There Are Things I Never Want To Know
There are darknesses that I don't want to know
I never want to meet you on any street or back alley
You
paying so deep the price of a soul sold cheap
Ripped by cruelty
I don't want to know you!!!
Searing force and darkness.
I don't want to see you!!!!
You're wretched brilliant eyes are too sharp for me
I see what you've become
The Very glaring brilliance of your pain
turned to darkness is something I cannot heal or can I?
My steel? my strength? My hope? my preservation?

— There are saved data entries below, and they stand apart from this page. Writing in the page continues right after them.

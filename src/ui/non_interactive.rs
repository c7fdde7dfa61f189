//! Non-interactive UI for CI/headless environments.

use crate::error::Result;

use super::progress::format_timer;
use super::theme::BatonTheme;
use super::{OutputMode, RunSummary, SpinnerHandle, UserInterface};

/// UI implementation for non-interactive mode.
///
/// Writes plain lines to stdout, never animates and never blocks on
/// input: confirmation prompts take their default answer.
pub struct NonInteractiveUI {
    mode: OutputMode,
    theme: BatonTheme,
}

impl NonInteractiveUI {
    /// Create a new non-interactive UI.
    pub fn new(mode: OutputMode) -> Self {
        Self {
            mode,
            theme: BatonTheme::plain(),
        }
    }

    fn print(&self, line: impl std::fmt::Display) {
        if self.mode.shows_status() {
            println!("{}", line);
        }
    }
}

impl UserInterface for NonInteractiveUI {
    fn output_mode(&self) -> OutputMode {
        self.mode
    }

    fn set_output_mode(&mut self, mode: OutputMode) {
        self.mode = mode;
    }

    fn message(&mut self, msg: &str) {
        self.print(msg);
    }

    fn success(&mut self, msg: &str) {
        self.print(self.theme.format_success(msg));
    }

    fn warning(&mut self, msg: &str) {
        self.print(self.theme.format_warning(msg));
    }

    fn error(&mut self, msg: &str) {
        eprintln!("{}", self.theme.format_error(msg));
    }

    fn confirm(&mut self, question: &str, default: bool) -> Result<bool> {
        self.print(format_args!(
            "{} [{}]",
            question,
            if default { "yes" } else { "no" }
        ));
        Ok(default)
    }

    fn start_spinner(&mut self, message: &str) -> Box<dyn SpinnerHandle> {
        self.print(format_args!("◉ {}", message));
        Box::new(LineSpinner {
            show: self.mode.shows_status(),
            theme: self.theme.clone(),
        })
    }

    fn show_header(&mut self, title: &str) {
        self.print(self.theme.format_header(title));
    }

    fn show_progress(&mut self, current: usize, total: usize) {
        self.print(format_args!("[{}/{}]", current, total));
    }

    fn show_summary(&mut self, summary: &RunSummary) {
        if !self.mode.shows_status() {
            return;
        }
        println!(
            "{}: {} ({}/{} steps, {})",
            summary.workflow,
            summary.outcome,
            summary.steps_completed,
            summary.total_steps,
            format_timer(summary.elapsed_ms)
        );
        if !summary.blocked.is_empty() {
            println!("Not run: {}", summary.blocked.join(", "));
        }
    }

    fn is_interactive(&self) -> bool {
        false
    }
}

/// Spinner stand-in that prints one line when the step finishes.
struct LineSpinner {
    show: bool,
    theme: BatonTheme,
}

impl SpinnerHandle for LineSpinner {
    fn set_message(&mut self, _msg: &str) {}

    fn finish_success(&mut self, msg: &str) {
        if self.show {
            println!("{}", self.theme.format_success(msg));
        }
    }

    fn finish_error(&mut self, msg: &str) {
        if self.show {
            println!("{}", self.theme.format_error(msg));
        }
    }

    fn finish_review(&mut self, msg: &str) {
        if self.show {
            println!("{}", self.theme.format_review(msg));
        }
    }
}

#[cfg(test)]
mod tests {
    use super::*;

    #[test]
    fn confirm_takes_default() {
        let mut ui = NonInteractiveUI::new(OutputMode::Silent);
        assert!(ui.confirm("Approve?", true).unwrap());
        assert!(!ui.confirm("Approve?", false).unwrap());
    }

    #[test]
    fn is_never_interactive() {
        let ui = NonInteractiveUI::new(OutputMode::Normal);
        assert!(!ui.is_interactive());
        assert_eq!(ui.output_mode(), OutputMode::Normal);
    }
}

So gently into the night comes kindness
the soft pillow.
a gentle hand
Does heart hope to the heel?
Gently into the night the softest touch and kindness of thought doth bring Hope???? even unto a vampire?
Cannot kindness in its meanness
it's softening ointment
a Salve
A cream
soft as white dew
sweetness of truth
Unto a life that has known nothing but cruelty?
Is it all lost?
Like a babe or teen adopted into a space of generosity
Does a soul ever really give up or does it forever hold in its core?
A flickering tiny flame of creations possibilities.
a place of perfect peace
a tiny gem of truth known to all in the cell walls of birth
can it not be found if brought to an island built of such precious gems as that?
redemption
What is to be reborn not in religion but in faith in life?
if given to or lost forever to a rank red space
I demand that you give me back my shoulder
A shoulder upon which children can cry and in crying.
Remember that every soul has a home in me
I demand my children back!
No child
ever lost that cannot be found
No soul ever so dark that cannot find its way to light
to blues and hues of heaven
Follow the tiny flicker at the tiny light that still exists so very deep in your soul path
...up through the long channel and at the end of the longest tunnel they're still exists.